● WORK ITEM: Here the whole listing must be retyped exactly, with no line omitted.

● STORED DATA:
——

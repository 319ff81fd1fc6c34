use crate::{
    resolve, InjectError, InjectResult, Injectable, Injector, Props, Provided,
    Scope, Service, ServiceInfo, Svc, Value,
};
use std::{
    collections::HashMap,
    fmt::{Debug, Formatter},
};

/// A scope backed by the registrations of a [`Registry`](crate::Registry),
/// plus an optional request context. Containers are cheap to clone and are
/// usually created once per request.
#[derive(Clone)]
pub struct Container {
    registrations: Svc<HashMap<ServiceInfo, Provided>>,
    context: Option<Value>,
}

impl Container {
    pub(crate) fn new(
        registrations: Svc<HashMap<ServiceInfo, Provided>>,
        context: Option<Value>,
    ) -> Self {
        Container {
            registrations,
            context,
        }
    }

    /// Gets the service registered for `T`. Registered instances are returned
    /// as-is, and registered targets are resolved and constructed.
    pub fn get<T: Service>(&self) -> InjectResult<Svc<T>> {
        let service_info = ServiceInfo::of::<T>();
        self.get_value(service_info)?
            .downcast()
            .ok_or(InjectError::InvalidProvider { service_info })
    }

    /// Gets the value registered for a key.
    pub fn get_value(&self, service_info: ServiceInfo) -> InjectResult<Value> {
        let provided = self
            .registrations
            .get(&service_info)
            .ok_or(InjectError::MissingProvider { service_info })?;

        self.inject_provided(provided, None, None)
    }

    /// Resolves and constructs `T` with the given props. If a target is
    /// registered for `T`, that target is used. Otherwise, `T`'s own target is
    /// used and `T` does not need to be registered.
    pub fn inject<T: Injectable>(&self, props: &Props) -> InjectResult<Svc<T>> {
        self.inject_with::<T>(Some(props), None)
    }

    /// Resolves and constructs `T` with props and system props. See
    /// [`Container::inject`].
    pub fn inject_with<T: Injectable>(
        &self,
        props: Option<&Props>,
        system_props: Option<&Props>,
    ) -> InjectResult<Svc<T>> {
        let service_info = ServiceInfo::of::<T>();
        let value = match self.registrations.get(&service_info) {
            Some(provided) => {
                self.inject_provided(provided, props, system_props)?
            }
            None => resolve(&T::target(), self, props, system_props)?,
        };

        value
            .downcast()
            .ok_or(InjectError::InvalidProvider { service_info })
    }

    /// Resolves and constructs whatever is registered for a key, with props
    /// and system props. Registered instances are returned as-is.
    pub fn inject_value(
        &self,
        service_info: ServiceInfo,
        props: Option<&Props>,
        system_props: Option<&Props>,
    ) -> InjectResult<Value> {
        let provided = self
            .registrations
            .get(&service_info)
            .ok_or(InjectError::MissingProvider { service_info })?;
        self.inject_provided(provided, props, system_props)
    }

    fn inject_provided(
        &self,
        provided: &Provided,
        props: Option<&Props>,
        system_props: Option<&Props>,
    ) -> InjectResult<Value> {
        match provided {
            Provided::Instance(value) => Ok(value.clone()),
            Provided::Injectable(target) => {
                resolve(target, self, props, system_props)
            }
        }
    }

    /// Creates an [`Injector`] over this container.
    #[must_use]
    pub fn injector(&self) -> Injector<'_> {
        Injector::new(self)
    }

    /// The request context this container was created with.
    #[must_use]
    pub fn request_context(&self) -> Option<&Value> {
        self.context.as_ref()
    }

    /// Whether anything is registered for a key.
    #[must_use]
    pub fn contains(&self, key: &ServiceInfo) -> bool {
        self.registrations.contains_key(key)
    }
}

impl Scope for Container {
    fn get(&self, key: &ServiceInfo) -> Option<Provided> {
        self.registrations.get(key).cloned()
    }

    fn context(&self) -> Option<Value> {
        self.context.clone()
    }

    fn handle(&self) -> Value {
        Value::new(self.clone())
    }
}

impl Debug for Container {
    fn fmt(&self, f: &mut Formatter<'_>) -> std::fmt::Result {
        let registered: Vec<_> =
            self.registrations.keys().map(ServiceInfo::name).collect();
        f.debug_struct("Container")
            .field("registered", &registered)
            .field("context", &self.context)
            .finish()
    }
}
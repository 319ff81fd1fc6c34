use super::pluck::pluck;
use crate::{Operator, Origin, Outcome, ResolutionContext};

/// Fetches the request context the scope was created with, optionally
/// plucking an attribute off of it. A scope without a context is a
/// misconfiguration.
#[derive(Clone, Debug, Default)]
pub struct FetchRequestContext {
    attr: Option<String>,
}

impl FetchRequestContext {
    /// Names this operator in outcomes and errors.
    pub const ORIGIN: Origin = Origin::new("FetchRequestContext");

    /// Fetches the whole context, without plucking anything off of it.
    #[must_use]
    pub fn new() -> Self {
        FetchRequestContext::default()
    }

    /// Plucks an attribute off of the context.
    #[must_use]
    pub fn with_attr(mut self, attr: impl Into<String>) -> Self {
        self.attr = Some(attr.into());
        self
    }

    /// The attribute to pluck, if any.
    #[must_use]
    pub fn attr(&self) -> Option<&str> {
        self.attr.as_deref()
    }
}

impl Operator for FetchRequestContext {
    fn origin(&self) -> Origin {
        FetchRequestContext::ORIGIN
    }

    fn apply(
        &self,
        _previous: Option<Outcome>,
        context: &ResolutionContext<'_>,
    ) -> Outcome {
        let request_context = match context.request_context() {
            Some(request_context) => request_context,
            None => {
                return Outcome::error(
                    FetchRequestContext::ORIGIN,
                    "Container context is None",
                )
            }
        };

        match &self.attr {
            Some(attr) => pluck(FetchRequestContext::ORIGIN, &request_context, attr),
            None => Outcome::Found(request_context),
        }
    }
}

#[cfg(test)]
mod tests {
    use super::*;
    use crate::{
        test_support::{dummy_target, Customer, DummyScope},
        Value,
    };

    fn customer() -> Value {
        Value::with_attributes(Customer {
            name: "Mary".to_string(),
        })
    }

    #[test]
    fn returns_whole_context() {
        let scope = DummyScope::new().with_context(customer());
        let target = dummy_target();
        let context = ResolutionContext::new(&target, &scope, None, None);

        let outcome = FetchRequestContext::new().apply(None, &context);
        assert!(outcome.value().map_or(false, Value::is::<Customer>));
    }

    #[test]
    fn plucks_from_context() {
        let scope = DummyScope::new().with_context(customer());
        let target = dummy_target();
        let context = ResolutionContext::new(&target, &scope, None, None);

        let outcome = FetchRequestContext::new()
            .with_attr("name")
            .apply(None, &context);
        assert_eq!(
            Some(&"Mary".to_string()),
            outcome.value().and_then(Value::downcast_ref::<String>)
        );
    }

    #[test]
    fn missing_context_is_an_error() {
        let scope = DummyScope::new();
        let target = dummy_target();
        let context = ResolutionContext::new(&target, &scope, None, None);

        for operator in &[
            FetchRequestContext::new(),
            FetchRequestContext::new().with_attr("name"),
        ] {
            let outcome = operator.apply(None, &context);
            assert!(outcome.is_error());
            assert_eq!(Some("Container context is None"), outcome.message());
        }
    }

    #[test]
    fn missing_attribute_is_an_error() {
        let scope = DummyScope::new().with_context(customer());
        let target = dummy_target();
        let context = ResolutionContext::new(&target, &scope, None, None);

        let outcome = FetchRequestContext::new()
            .with_attr("email")
            .apply(None, &context);
        assert!(outcome.is_error());
        assert_eq!(Some("No attribute 'email' on 'Customer'"), outcome.message());
    }
}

——

● OUTPUT FOR THIS TASK:
repository 319ff81fd1fc6c34
use crate::{
    resolve, InjectError, InjectResult, Injectable, Injector, Props, Provided,
    Scope, Service, ServiceInfo, Svc, Value,
};
use std::{
    collections::HashMap,
    fmt::{Debug, Formatter},
};

/// A scope backed by the registrations of a [`Registry`](crate::Registry),
/// plus an optional request context. Containers are cheap to clone and are
/// usually created once per request.
#[derive(Clone)]
pub struct Container {
    registrations: Svc<HashMap<ServiceInfo, Provided>>,
    context: Option<Value>,
}

impl Container {
    pub(crate) fn new(
        registrations: Svc<HashMap<ServiceInfo, Provided>>,
        context: Option<Value>,
    ) -> Self {
        Container {
            registrations,
            context,
        }
    }

    /// Gets the service registered for `T`. Registered instances are returned
    /// as-is, and registered targets are resolved and constructed.
    pub fn get<T: Service>(&self) -> InjectResult<Svc<T>> {
        let service_info = ServiceInfo::of::<T>();
        self.get_value(service_info)?
            .downcast()
            .ok_or(InjectError::InvalidProvider { service_info })
    }

    /// Gets the value registered for a key.
    pub fn get_value(&self, service_info: ServiceInfo) -> InjectResult<Value> {
        let provided = self
            .registrations
            .get(&service_info)
            .ok_or(InjectError::MissingProvider { service_info })?;

        self.inject_provided(provided, None, None)
    }

    /// Resolves and constructs `T` with the given props. If a target is
    /// registered for `T`, that target is used. Otherwise, `T`'s own target is
    /// used and `T` does not need to be registered.
    pub fn inject<T: Injectable>(&self, props: &Props) -> InjectResult<Svc<T>> {
        self.inject_with::<T>(Some(props), None)
    }

    /// Resolves and constructs `T` with props and system props. See
    /// [`Container::inject`].
    pub fn inject_with<T: Injectable>(
        &self,
        props: Option<&Props>,
        system_props: Option<&Props>,
    ) -> InjectResult<Svc<T>> {
        let service_info = ServiceInfo::of::<T>();
        let value = match self.registrations.get(&service_info) {
            Some(provided) => {
                self.inject_provided(provided, props, system_props)?
            }
            None => resolve(&T::target(), self, props, system_props)?,
        };

        value
            .downcast()
            .ok_or(InjectError::InvalidProvider { service_info })
    }

    /// Resolves and constructs whatever is registered for a key, with props
    /// and system props. Registered instances are returned as-is.
    pub fn inject_value(
        &self,
        service_info: ServiceInfo,
        props: Option<&Props>,
        system_props: Option<&Props>,
    ) -> InjectResult<Value> {
        let provided = self
            .registrations
            .get(&service_info)
            .ok_or(InjectError::MissingProvider { service_info })?;
        self.inject_provided(provided, props, system_props)
    }

    fn inject_provided(
        &self,
        provided: &Provided,
        props: Option<&Props>,
        system_props: Option<&Props>,
    ) -> InjectResult<Value> {
        match provided {
            Provided::Instance(value) => Ok(value.clone()),
            Provided::Injectable(target) => {
                resolve(target, self, props, system_props)
            }
        }
    }

    /// Creates an [`Injector`] over this container.
    #[must_use]
    pub fn injector(&self) -> Injector<'_> {
        Injector::new(self)
    }

    /// The request context this container was created with.
    #[must_use]
    pub fn request_context(&self) -> Option<&Value> {
        self.context.as_ref()
    }

    /// Whether anything is registered for a key.
    #[must_use]
    pub fn contains(&self, key: &ServiceInfo) -> bool {
        self.registrations.contains_key(key)
    }
}

impl Scope for Container {
    fn get(&self, key: &ServiceInfo) -> Option<Provided> {
        self.registrations.get(key).cloned()
    }

    fn context(&self) -> Option<Value> {
        self.context.clone()
    }

    fn handle(&self) -> Value {
        Value::new(self.clone())
    }
}

impl Debug for Container {
    fn fmt(&self, f: &mut Formatter<'_>) -> std::fmt::Result {
        let registered: Vec<_> =
            self.registrations.keys().map(ServiceInfo::name).collect();
        f.debug_struct("Container")
            .field("registered", &registered)
            .field("context", &self.context)
            .finish()
    }
}
repository 319ff81fd1fc6c34
use super::pluck::pluck;
use crate::{Operator, Origin, Outcome, ResolutionContext};

/// Fetches the request context the scope was created with, optionally
/// plucking an attribute off of it. A scope without a context is a
/// misconfiguration.
#[derive(Clone, Debug, Default)]
pub struct FetchRequestContext {
    attr: Option<String>,
}

impl FetchRequestContext {
    /// Names this operator in outcomes and errors.
    pub const ORIGIN: Origin = Origin::new("FetchRequestContext");

    /// Fetches the whole context, without plucking anything off of it.
    #[must_use]
    pub fn new() -> Self {
        FetchRequestContext::default()
    }

    /// Plucks an attribute off of the context.
    #[must_use]
    pub fn with_attr(mut self, attr: impl Into<String>) -> Self {
        self.attr = Some(attr.into());
        self
    }

    /// The attribute to pluck, if any.
    #[must_use]
    pub fn attr(&self) -> Option<&str> {
        self.attr.as_deref()
    }
}

impl Operator for FetchRequestContext {
    fn origin(&self) -> Origin {
        FetchRequestContext::ORIGIN
    }

    fn apply(
        &self,
        _previous: Option<Outcome>,
        context: &ResolutionContext<'_>,
    ) -> Outcome {
        let request_context = match context.request_context() {
            Some(request_context) => request_context,
            None => {
                return Outcome::error(
                    FetchRequestContext::ORIGIN,
                    "Container context is None",
                )
            }
        };

        match &self.attr {
            Some(attr) => pluck(FetchRequestContext::ORIGIN, &request_context, attr),
            None => Outcome::Found(request_context),
        }
    }
}

#[cfg(test)]
mod tests {
    use super::*;
    use crate::{
        test_support::{dummy_target, Customer, DummyScope},
        Value,
    };

    fn customer() -> Value {
        Value::with_attributes(Customer {
            name: "Mary".to_string(),
        })
    }

    #[test]
    fn returns_whole_context() {
        let scope = DummyScope::new().with_context(customer());
        let target = dummy_target();
        let context = ResolutionContext::new(&target, &scope, None, None);

        let outcome = FetchRequestContext::new().apply(None, &context);
        assert!(outcome.value().map_or(false, Value::is::<Customer>));
    }

    #[test]
    fn plucks_from_context() {
        let scope = DummyScope::new().with_context(customer());
        let target = dummy_target();
        let context = ResolutionContext::new(&target, &scope, None, None);

        let outcome = FetchRequestContext::new()
            .with_attr("name")
            .apply(None, &context);
        assert_eq!(
            Some(&"Mary".to_string()),
            outcome.value().and_then(Value::downcast_ref::<String>)
        );
    }

    #[test]
    fn missing_context_is_an_error() {
        let scope = DummyScope::new();
        let target = dummy_target();
        let context = ResolutionContext::new(&target, &scope, None, None);

        for operator in &[
            FetchRequestContext::new(),
            FetchRequestContext::new().with_attr("name"),
        ] {
            let outcome = operator.apply(None, &context);
            assert!(outcome.is_error());
            assert_eq!(Some("Container context is None"), outcome.message());
        }
    }

    #[test]
    fn missing_attribute_is_an_error() {
        let scope = DummyScope::new().with_context(customer());
        let target = dummy_target();
        let context = ResolutionContext::new(&target, &scope, None, None);

        let outcome = FetchRequestContext::new()
            .with_attr("email")
            .apply(None, &context);
        assert!(outcome.is_error());
        assert_eq!(Some("No attribute 'email' on 'Customer'"), outcome.message());
    }
}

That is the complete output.